# What needs to be done
Lines to return, exactly: from the line with "pub fn minimum_padding(key_length: usize)" to the line with "usize, signature_size: usize)" in the entries below, both included.
=====
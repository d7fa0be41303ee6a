use aes::Aes256;
use cbc::cipher::{block_padding::NoPadding, BlockDecryptMut, BlockEncryptMut, KeyIvInit};
use hmac::{Hmac, Mac};
use sha2::Sha256;
use uasc_types::{Error, EncodingResult, StatusCode};

type HmacSha256 = Hmac<Sha256>;
type Aes256CbcEnc = cbc::Encryptor<Aes256>;
type Aes256CbcDec = cbc::Decryptor<Aes256>;

/// Computes the HMAC-SHA256 signature appended to a symmetrically secured
/// chunk. The signature covers everything in `data` (header through
/// payload, before the signature itself is appended).
pub fn sign(signing_key: &[u8], data: &[u8]) -> EncodingResult<Vec<u8>> {
    let mut mac = HmacSha256::new_from_slice(signing_key)
        .map_err(|e| Error::new(StatusCode::BadSecurityChecksFailed, e))?;
    mac.update(data);
    Ok(mac.finalize().into_bytes().to_vec())
}

/// Verifies a previously computed signature in constant time.
pub fn verify(signing_key: &[u8], data: &[u8], signature: &[u8]) -> EncodingResult<()> {
    let mut mac = HmacSha256::new_from_slice(signing_key)
        .map_err(|e| Error::new(StatusCode::BadSecurityChecksFailed, e))?;
    mac.update(data);
    mac.verify_slice(signature)
        .map_err(|_| Error::new(StatusCode::BadSecurityChecksFailed, "symmetric signature mismatch"))
}

/// Encrypts `plaintext` (already padded to a multiple of the AES block
/// size by the caller) in place, returning the ciphertext.
pub fn encrypt(encrypting_key: &[u8], iv: &[u8], plaintext: &[u8]) -> EncodingResult<Vec<u8>> {
    let encryptor = Aes256CbcEnc::new_from_slices(encrypting_key, iv)
        .map_err(|e| Error::new(StatusCode::BadSecurityChecksFailed, e))?;
    let mut buf = plaintext.to_vec();
    let len = buf.len();
    let result = encryptor
        .encrypt_padded_mut::<NoPadding>(&mut buf, len)
        .map_err(|e| Error::new(StatusCode::BadSecurityChecksFailed, e.to_string()))?;
    Ok(result.to_vec())
}

pub fn decrypt(encrypting_key: &[u8], iv: &[u8], ciphertext: &[u8]) -> EncodingResult<Vec<u8>> {
    let decryptor = Aes256CbcDec::new_from_slices(encrypting_key, iv)
        .map_err(|e| Error::new(StatusCode::BadSecurityChecksFailed, e))?;
    let mut buf = ciphertext.to_vec();
    let result = decryptor
        .decrypt_padded_mut::<NoPadding>(&mut buf)
        .map_err(|e| Error::new(StatusCode::BadSecurityChecksFailed, e.to_string()))?;
    Ok(result.to_vec())
}

/// Minimum padding byte count the standard requires below/above a 2048-bit
/// asymmetric key, mirrored here for the symmetric padding computation
/// chunker layer uses ahead of `encrypt`.
pub fn minimum_padding(key_length: usize) -> usize {
    if key_length <= 256 {
        1
    } else {
        2
    }
}

/// Computes how many padding bytes must be appended so that
/// `bytes_to_write + signature_size + padding` is a multiple of the cipher
/// block size, per OPC UA Part 6 §6.7.2.
pub fn padding_size(plain_text_block_size: usize, bytes_to_write: usize, signature_size: usize) -> usize {
    let remainder = (bytes_to_write + signature_size + 1) % plain_text_block_size;
    if remainder == 0 {
        0
    } else {
        plain_text_block_size - remainder
    }
}

#[cfg(test)]
mod tests {
    use super::*;

    #[test]
    fn sign_then_verify_round_trip() {
        let key = vec![7u8; 32];
        let data = b"some chunk bytes";
        let sig = sign(&key, data).unwrap();
        assert!(verify(&key, data, &sig).is_ok());
    }

    #[test]
    fn verify_rejects_tampered_data() {
        let key = vec![7u8; 32];
        let sig = sign(&key, b"original").unwrap();
        assert!(verify(&key, b"tampered!", &sig).is_err());
    }

    #[test]
    fn encrypt_then_decrypt_round_trip() {
        let key = vec![1u8; 32];
        let iv = vec![2u8; 16];
        let plaintext = b"sixteen byte!!!!".to_vec();
        let ciphertext = encrypt(&key, &iv, &plaintext).unwrap();
        assert_ne!(ciphertext, plaintext);
        let decrypted = decrypt(&key, &iv, &ciphertext).unwrap();
        assert_eq!(decrypted, plaintext);
    }

    #[test]
    fn padding_size_fills_to_block_boundary() {
        let padding = padding_size(16, 10, 32);
        assert_eq!((10 + 32 + 1 + padding) % 16, 0);
    }
}
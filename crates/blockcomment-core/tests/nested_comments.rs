use blockcomment_core::comment::{DelimiterPair, NestedCommentInserter, WrapLayout};
use blockcomment_core::{CharRange, TextBuffer, TextDelta};
use pretty_assertions::assert_eq;
use proptest::prelude::*;

/// Non-nesting matcher: each comment runs from a prefix to the first suffix after it.
fn naive_comments(text: &str, pair: &DelimiterPair) -> Vec<CharRange> {
    let chars: Vec<char> = text.chars().collect();
    let prefix: Vec<char> = pair.prefix().chars().collect();
    let suffix: Vec<char> = pair.suffix().chars().collect();
    let find = |from: usize, pattern: &[char]| {
        (from..chars.len()).find(|&i| chars.get(i..i + pattern.len()) == Some(pattern))
    };

    let mut comments = Vec::new();
    let mut pos = 0;
    while let Some(start) = find(pos, &prefix) {
        let end = find(start + prefix.len(), &suffix).map_or(chars.len(), |s| s + suffix.len());
        comments.push(CharRange::new(start, end));
        pos = end;
    }
    comments
}

fn wrap_inline(
    text: &str,
    range: CharRange,
    pair: &DelimiterPair,
) -> (String, CharRange, TextDelta) {
    let mut buffer = TextBuffer::new(text);
    let mut delta = TextDelta::new(buffer.len_chars());
    let comment = NestedCommentInserter::new(pair)
        .wrap(&mut buffer, range, &WrapLayout::Inline, &mut delta)
        .unwrap();
    (buffer.text(), comment, delta)
}

/// The naive matcher must tile `comment` exactly: no gap, no overrun.
fn assert_tiles(text: &str, comment: CharRange, pair: &DelimiterPair) {
    let inside: Vec<CharRange> = naive_comments(text, pair)
        .into_iter()
        .filter(|c| c.start >= comment.start && c.start < comment.end)
        .collect();
    assert!(!inside.is_empty(), "no comment found in {text:?}");
    assert_eq!(inside[0].start, comment.start, "{text:?}");
    for adjacent in inside.windows(2) {
        assert_eq!(adjacent[0].end, adjacent[1].start, "gap in {text:?}");
    }
    assert_eq!(inside[inside.len() - 1].end, comment.end, "{text:?}");
}

#[test]
fn test_html_comment_inside_selection() {
    let pair = DelimiterPair::new("<!--", "-->").unwrap();
    let (text, comment, _) = wrap_inline("x <!-- y --> z", CharRange::new(0, 14), &pair);

    assert_eq!(text, "<!--x --><!-- y --><!-- z-->");
    assert_eq!(comment, CharRange::new(0, 28));
    assert_tiles(&text, comment, &pair);
}

#[test]
fn test_only_a_suffix_inside_selection() {
    let pair = DelimiterPair::new("/*", "*/").unwrap();
    let (text, comment, _) = wrap_inline("a */ b", CharRange::new(0, 6), &pair);

    assert_eq!(text, "/*a *//* b*/");
    assert_tiles(&text, comment, &pair);
}

#[test]
fn test_consecutive_nested_comments() {
    let pair = DelimiterPair::new("/*", "*/").unwrap();
    let (text, comment, _) = wrap_inline("/*1*//*2*/", CharRange::new(0, 10), &pair);

    assert_eq!(text, "/**//*1*//**//*2*//**/");
    assert_tiles(&text, comment, &pair);
}

#[test]
fn test_padded_delimiters_escape_with_trimmed_tokens() {
    let pair = DelimiterPair::new("/* ", " */").unwrap();
    let (text, comment, _) = wrap_inline("a*/b", CharRange::new(0, 4), &pair);

    assert_eq!(text, "/* a*//*b */");
    assert_eq!(comment, CharRange::new(0, 12));
}

#[test]
fn test_equal_delimiters_alternate() {
    let pair = DelimiterPair::new("\"\"\"", "\"\"\"").unwrap();
    let (text, comment, _) = wrap_inline("a\"\"\"b", CharRange::new(0, 5), &pair);

    assert_eq!(text, "\"\"\"a\"\"\"\"\"\"b\"\"\"");
    assert_tiles(&text, comment, &pair);
}

fn chunk() -> impl Strategy<Value = &'static str> {
    prop_oneof![
        Just("a"),
        Just("b"),
        Just(" "),
        Just("\n"),
        Just("/*"),
        Just("*/"),
    ]
}

proptest! {
    #![proptest_config(ProptestConfig::with_cases(256))]

    #[test]
    fn prop_wrapped_range_is_tiled_by_naive_matcher(
        chunks in prop::collection::vec(chunk(), 1..24),
    ) {
        let pair = DelimiterPair::new("/*", "*/").unwrap();
        let body: String = chunks.concat();
        let len = body.chars().count();
        let (text, comment, delta) = wrap_inline(&body, CharRange::new(0, len), &pair);

        assert_tiles(&text, comment, &pair);
        prop_assert!(delta.edits.iter().all(|edit| edit.deleted_text.is_empty()));
        prop_assert_eq!(delta.after_char_count, text.chars().count());
    }
}
//! Structured text change deltas.
//!
//! Incremental consumers (LSP sync, incremental parsing, caret tracking) need **structured
//! edits** without diffing old/new text. This module defines a small, UI-agnostic delta format
//! expressed in **character offsets** (Unicode scalar values), plus the back-to-front
//! insertion queue the comment toggler uses to apply many insertions computed against one
//! snapshot of the buffer.

use crate::buffer::{BufferError, TextBuffer};

/// A single text edit expressed in character offsets.
///
/// Semantics:
/// - `start` is a character offset in the document **at the time this edit is applied**.
/// - The deleted range is defined by the length (in `char`s) of `deleted_text`.
/// - Edits inside a [`TextDelta`] must be applied **in order** to transform the "before" document
///   into the "after" document.
#[derive(Debug, Clone, PartialEq, Eq)]
pub struct TextDeltaEdit {
    /// Start character offset of the edit.
    pub start: usize,
    /// Exact deleted text (may be empty).
    pub deleted_text: String,
    /// Exact inserted text (may be empty).
    pub inserted_text: String,
}

impl TextDeltaEdit {
    /// Length of `deleted_text` in characters.
    pub fn deleted_len(&self) -> usize {
        self.deleted_text.chars().count()
    }

    /// Length of `inserted_text` in characters.
    pub fn inserted_len(&self) -> usize {
        self.inserted_text.chars().count()
    }

    /// Exclusive end character offset in the pre-edit document.
    pub fn end(&self) -> usize {
        self.start.saturating_add(self.deleted_len())
    }

    /// Map an offset of the pre-edit document into the post-edit document.
    ///
    /// Offsets inside the deleted text collapse to `start`; an offset equal to `start` stays in
    /// front of inserted text.
    pub fn map_offset(&self, offset: usize) -> usize {
        if offset <= self.start {
            return offset;
        }
        let end = self.end();
        if offset < end {
            return self.start;
        }
        offset - self.deleted_len() + self.inserted_len()
    }
}

/// A structured description of a document text change.
#[derive(Debug, Clone, PartialEq, Eq, Default)]
pub struct TextDelta {
    /// Character count before applying `edits`.
    pub before_char_count: usize,
    /// Character count after applying `edits`.
    pub after_char_count: usize,
    /// Ordered list of edits that transforms the "before" document into the "after" document.
    pub edits: Vec<TextDeltaEdit>,
}

impl TextDelta {
    /// Start recording a delta against a buffer of `before_char_count` characters.
    pub fn new(before_char_count: usize) -> Self {
        Self {
            before_char_count,
            after_char_count: before_char_count,
            edits: Vec::new(),
        }
    }

    /// Returns `true` if this delta contains no edits.
    pub fn is_empty(&self) -> bool {
        self.edits.is_empty()
    }

    /// Record an applied edit.
    pub fn push(&mut self, edit: TextDeltaEdit) {
        self.after_char_count = self.after_char_count + edit.inserted_len() - edit.deleted_len();
        self.edits.push(edit);
    }

    /// Map an offset of the "before" document through every edit, in order.
    pub fn map_offset(&self, offset: usize) -> usize {
        self.edits
            .iter()
            .fold(offset, |offset, edit| edit.map_offset(offset))
    }
}

/// An insertion computed against the buffer as it was before any queued insertion ran.
#[derive(Debug, Clone, PartialEq, Eq)]
pub struct PendingInsertion {
    /// Character offset in the original buffer.
    pub offset: usize,
    /// Text to insert.
    pub text: String,
}

/// Collects [`PendingInsertion`]s and applies them back-to-front.
///
/// Applying in descending offset order keeps every not-yet-applied offset valid. Among
/// insertions at the same offset, the one queued first is applied first and therefore ends up
/// *after* the ones queued later.
#[derive(Debug, Clone, Default)]
pub struct InsertionQueue {
    pending: Vec<PendingInsertion>,
}

impl InsertionQueue {
    /// Create an empty queue.
    pub fn new() -> Self {
        Self::default()
    }

    /// Queue `text` at `offset` (original-buffer coordinates).
    pub fn push(&mut self, offset: usize, text: impl Into<String>) {
        self.pending.push(PendingInsertion {
            offset,
            text: text.into(),
        });
    }

    /// Number of queued insertions.
    pub fn len(&self) -> usize {
        self.pending.len()
    }

    /// Returns `true` if nothing is queued.
    pub fn is_empty(&self) -> bool {
        self.pending.is_empty()
    }

    /// Total number of characters that will be inserted.
    pub fn inserted_chars(&self) -> usize {
        self.pending.iter().map(|p| p.text.chars().count()).sum()
    }

    /// Apply all insertions to `buffer`, recording them into `delta`.
    ///
    /// Offsets are validated up front so a bad offset leaves the buffer untouched.
    pub fn apply(
        mut self,
        buffer: &mut TextBuffer,
        delta: &mut TextDelta,
    ) -> Result<(), BufferError> {
        for pending in &self.pending {
            buffer.check_offset(pending.offset)?;
        }

        // Stable sort: equal offsets keep their queue order.
        self.pending.sort_by_key(|p| std::cmp::Reverse(p.offset));

        for pending in self.pending {
            if pending.text.is_empty() {
                continue;
            }
            let edit = buffer.insert(pending.offset, &pending.text)?;
            delta.push(edit);
        }
        Ok(())
    }
}
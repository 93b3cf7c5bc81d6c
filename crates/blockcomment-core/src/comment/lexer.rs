use crate::buffer::{CharRange, is_line_terminator};
use blockcomment_lang::CustomSyntax;

/// Kind of a lexed token. Plain code is not reported.
#[derive(Debug, Clone, Copy, PartialEq, Eq)]
pub enum TokenKind {
    /// A block comment, possibly unterminated (then it runs to the end of the text).
    BlockComment,
    /// A line comment, up to (excluding) the line terminator.
    LineComment,
    /// A string literal, possibly unterminated (then it runs to the end of the line).
    String,
}

/// A lexed token.
#[derive(Debug, Clone, Copy, PartialEq, Eq)]
pub struct Token {
    /// Token kind.
    pub kind: TokenKind,
    /// Character range.
    pub range: CharRange,
}

/// A small lexer for user-defined file types, driven by a [`CustomSyntax`].
pub struct CustomSyntaxLexer<'a> {
    syntax: &'a CustomSyntax,
    block: Option<(Vec<char>, Vec<char>)>,
    line: Option<Vec<char>>,
}

fn starts_with(text: &[char], pos: usize, pattern: &[char]) -> bool {
    !pattern.is_empty() && text.get(pos..pos + pattern.len()) == Some(pattern)
}

fn find(text: &[char], from: usize, pattern: &[char]) -> Option<usize> {
    (from..text.len()).find(|&pos| starts_with(text, pos, pattern))
}

impl<'a> CustomSyntaxLexer<'a> {
    /// Create a lexer for `syntax`.
    pub fn new(syntax: &'a CustomSyntax) -> Self {
        let block = match (&syntax.block_comment_start, &syntax.block_comment_end) {
            (Some(start), Some(end)) if !start.is_empty() && !end.is_empty() => {
                Some((start.chars().collect(), end.chars().collect()))
            }
            _ => None,
        };
        let line = syntax
            .line_comment
            .as_deref()
            .filter(|token| !token.is_empty())
            .map(|token| token.chars().collect());
        Self {
            syntax,
            block,
            line,
        }
    }

    /// Lex the whole text.
    pub fn tokenize(&self, text: &[char]) -> Vec<Token> {
        let mut tokens = Vec::new();
        let mut pos = 0;
        while pos < text.len() {
            match self.token_starting_at(text, pos) {
                Some(token) => {
                    pos = token.range.end;
                    tokens.push(token);
                }
                None => pos += 1,
            }
        }
        tokens
    }

    /// The token covering `offset`, lexing only as far as needed.
    pub fn token_at(&self, text: &[char], offset: usize) -> Option<Token> {
        let mut pos = 0;
        while pos <= offset && pos < text.len() {
            match self.token_starting_at(text, pos) {
                Some(token) if token.range.end > offset => return Some(token),
                Some(token) => pos = token.range.end,
                None => pos += 1,
            }
        }
        None
    }

    fn token_starting_at(&self, text: &[char], pos: usize) -> Option<Token> {
        if let Some((open, close)) = &self.block {
            if starts_with(text, pos, open) {
                let end = find(text, pos + open.len(), close)
                    .map_or(text.len(), |close_at| close_at + close.len());
                return Some(Token {
                    kind: TokenKind::BlockComment,
                    range: CharRange::new(pos, end),
                });
            }
        }

        if let Some(line) = &self.line {
            if starts_with(text, pos, line) {
                let end = (pos..text.len())
                    .find(|&i| is_line_terminator(text[i]))
                    .unwrap_or(text.len());
                return Some(Token {
                    kind: TokenKind::LineComment,
                    range: CharRange::new(pos, end),
                });
            }
        }

        let quote = text[pos];
        if self.syntax.string_quotes.contains(&quote) {
            let mut end = pos + 1;
            while end < text.len() {
                let ch = text[end];
                if Some(ch) == self.syntax.escape_char {
                    end = (end + 2).min(text.len());
                    continue;
                }
                if is_line_terminator(ch) {
                    break;
                }
                end += 1;
                if ch == quote {
                    break;
                }
            }
            return Some(Token {
                kind: TokenKind::String,
                range: CharRange::new(pos, end),
            });
        }

        None
    }
}
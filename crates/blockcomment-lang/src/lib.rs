#![warn(missing_docs)]
//! `blockcomment-lang` - data-driven language configuration helpers for `blockcomment-core`.
//!
//! This crate intentionally stays lightweight and does **not** depend on any parsing or
//! highlighting system. It provides small structs that hosts can deserialize (JSON) and hand to
//! the comment toggler:
//!
//! - [`CommentConfig`]: comment tokens of a language
//! - [`CustomSyntax`]: a freeform "custom file type" syntax table (no parser available)
//! - [`CommentSettings`]: code-style settings that affect where block comments are placed

mod code_style;
mod custom_syntax;

pub use code_style::{CommentSettings, IndentStyle};
pub use custom_syntax::CustomSyntax;

use serde::{Deserialize, Serialize};
use thiserror::Error;

/// Errors produced while loading language configuration.
#[derive(Debug, Error)]
pub enum ConfigError {
    #[error("JSON parse error: {0}")]
    /// The configuration document was not valid JSON for the requested type.
    Json(#[from] serde_json::Error),

    #[error("tab width must be greater than 0")]
    /// `IndentStyle::tab_width` was zero.
    InvalidTabWidth,

    #[error("block comment tokens must both be non-empty (got {start:?} / {end:?})")]
    /// Only one of the block comment tokens was configured, or one of them was empty.
    IncompleteBlockComment {
        /// Configured start token.
        start: Option<String>,
        /// Configured end token.
        end: Option<String>,
    },
}

/// Comment tokens/config for a given language.
///
/// The editor kernel uses this to implement comment toggling in a UI-agnostic way.
#[derive(Debug, Clone, PartialEq, Eq, Default, Serialize, Deserialize)]
#[serde(default)]
pub struct CommentConfig {
    /// Line comment token (e.g. `//`, `#`).
    pub line: Option<String>,
    /// Block comment start token (e.g. `/*`).
    pub block_start: Option<String>,
    /// Block comment end token (e.g. `*/`).
    pub block_end: Option<String>,
}

impl CommentConfig {
    /// Create a config that supports only line comments.
    pub fn line(token: impl Into<String>) -> Self {
        Self {
            line: Some(token.into()),
            block_start: None,
            block_end: None,
        }
    }

    /// Create a config that supports only block comments.
    pub fn block(start: impl Into<String>, end: impl Into<String>) -> Self {
        Self {
            line: None,
            block_start: Some(start.into()),
            block_end: Some(end.into()),
        }
    }

    /// Create a config that supports both line and block comments.
    pub fn line_and_block(
        line: impl Into<String>,
        block_start: impl Into<String>,
        block_end: impl Into<String>,
    ) -> Self {
        Self {
            line: Some(line.into()),
            block_start: Some(block_start.into()),
            block_end: Some(block_end.into()),
        }
    }

    /// Parse a config from JSON, e.g. `{"block_start": "<!--", "block_end": "-->"}`.
    ///
    /// A half-configured block pair is rejected; a config with no block tokens at all is fine
    /// (the toggler then treats block comments as unsupported).
    pub fn from_json(json: &str) -> Result<Self, ConfigError> {
        let config: Self = serde_json::from_str(json)?;
        let start_set = config.block_start.is_some();
        let end_set = config.block_end.is_some();
        if (start_set || end_set) && !config.has_block() {
            return Err(ConfigError::IncompleteBlockComment {
                start: config.block_start,
                end: config.block_end,
            });
        }
        Ok(config)
    }

    /// Returns `true` if a line comment token is configured.
    pub fn has_line(&self) -> bool {
        self.line.as_deref().is_some_and(|s| !s.is_empty())
    }

    /// Returns `true` if both block comment tokens are configured.
    pub fn has_block(&self) -> bool {
        self.block_start.as_deref().is_some_and(|s| !s.is_empty())
            && self.block_end.as_deref().is_some_and(|s| !s.is_empty())
    }

    /// The `(start, end)` block comment tokens, if both are configured and non-empty.
    pub fn block_pair(&self) -> Option<(&str, &str)> {
        match (self.block_start.as_deref(), self.block_end.as_deref()) {
            (Some(start), Some(end)) if !start.is_empty() && !end.is_empty() => Some((start, end)),
            _ => None,
        }
    }
}
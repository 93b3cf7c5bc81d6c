use super::{CommentError, DelimiterPair};
use crate::buffer::{BufferError, CharRange, TextBuffer, is_line_terminator};
use crate::delta::TextDelta;

/// Strips the outer delimiters of a block comment.
///
/// Only the outer pair is removed; escape delimiters inserted by
/// [`NestedCommentInserter`](super::NestedCommentInserter) stay in the text.
pub struct NestedCommentRemover<'p> {
    pair: &'p DelimiterPair,
}

impl<'p> NestedCommentRemover<'p> {
    /// Create a remover for a delimiter pair.
    pub fn new(pair: &'p DelimiterPair) -> Self {
        Self { pair }
    }

    /// Remove the prefix at `comment.start` and, if the comment is terminated, the suffix that
    /// ends at `comment.end`. Delimiters alone on their line take the whole line with them.
    pub fn unwrap(
        &self,
        buffer: &mut TextBuffer,
        comment: CharRange,
        delta: &mut TextDelta,
    ) -> Result<(), CommentError> {
        buffer.check_range(comment)?;
        let prefix_len = self.pair.prefix_len();
        let suffix_len = self.pair.suffix_len();
        let ends_properly = comment.len() >= prefix_len + suffix_len
            && buffer.matches_at(comment.end - suffix_len, self.pair.suffix());

        let prefix_span = CharRange::new(
            comment.start,
            (comment.start + prefix_len).min(comment.end),
        );
        let prefix_span = whole_line_span(buffer, prefix_span);
        // The prefix line must not swallow the suffix (e.g. a suffix made of a line break).
        if ends_properly && prefix_span.end > comment.end - suffix_len {
            return Err(BufferError::InvalidRange {
                start: prefix_span.start,
                end: prefix_span.end,
                len: buffer.len_chars(),
            }
            .into());
        }
        let edit = buffer.delete(prefix_span)?;
        let shift = edit.deleted_len();
        delta.push(edit);

        if ends_properly {
            let suffix_end = comment.end - shift;
            let suffix_span = whole_line_span(
                buffer,
                CharRange::new(suffix_end - suffix_len, suffix_end),
            );
            delta.push(buffer.delete(suffix_span)?);
        }
        Ok(())
    }
}

/// Widen `span` to its whole line (terminator included) when only spaces and tabs surround it
/// on that line.
fn whole_line_span(buffer: &TextBuffer, span: CharRange) -> CharRange {
    let before = buffer.skip_blanks_backward(span.start);
    let at_line_start = before.is_none_or(|at| buffer.char_at(at).is_some_and(is_line_terminator));
    if !at_line_start {
        return span;
    }

    let len = buffer.len_chars();
    let after = buffer.skip_blanks_forward(span.end);
    let at_line_end = after == len || buffer.char_at(after).is_some_and(is_line_terminator);
    if !at_line_end {
        return span;
    }

    let start = before.map_or(0, |at| at + 1);
    let end = if after < len {
        if buffer.char_at(after) == Some('\r') && buffer.char_at(after + 1) == Some('\n') {
            after + 2
        } else {
            after + 1
        }
    } else {
        span.end
    };
    CharRange::new(start, end)
}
=====
# Answer area
pub fn minimum_padding(key_length: usize) -> usize {
    if key_length <= 256 {
        1
    } else {
        2
    }
}

/// Computes how many padding bytes must be appended so that
/// `bytes_to_write + signature_size + padding` is a multiple of the cipher
/// block size, per OPC UA Part 6 §6.7.2.
pub fn padding_size(plain_text_block_size: usize, bytes_to_write: usize, signature_size: usize) -> usize {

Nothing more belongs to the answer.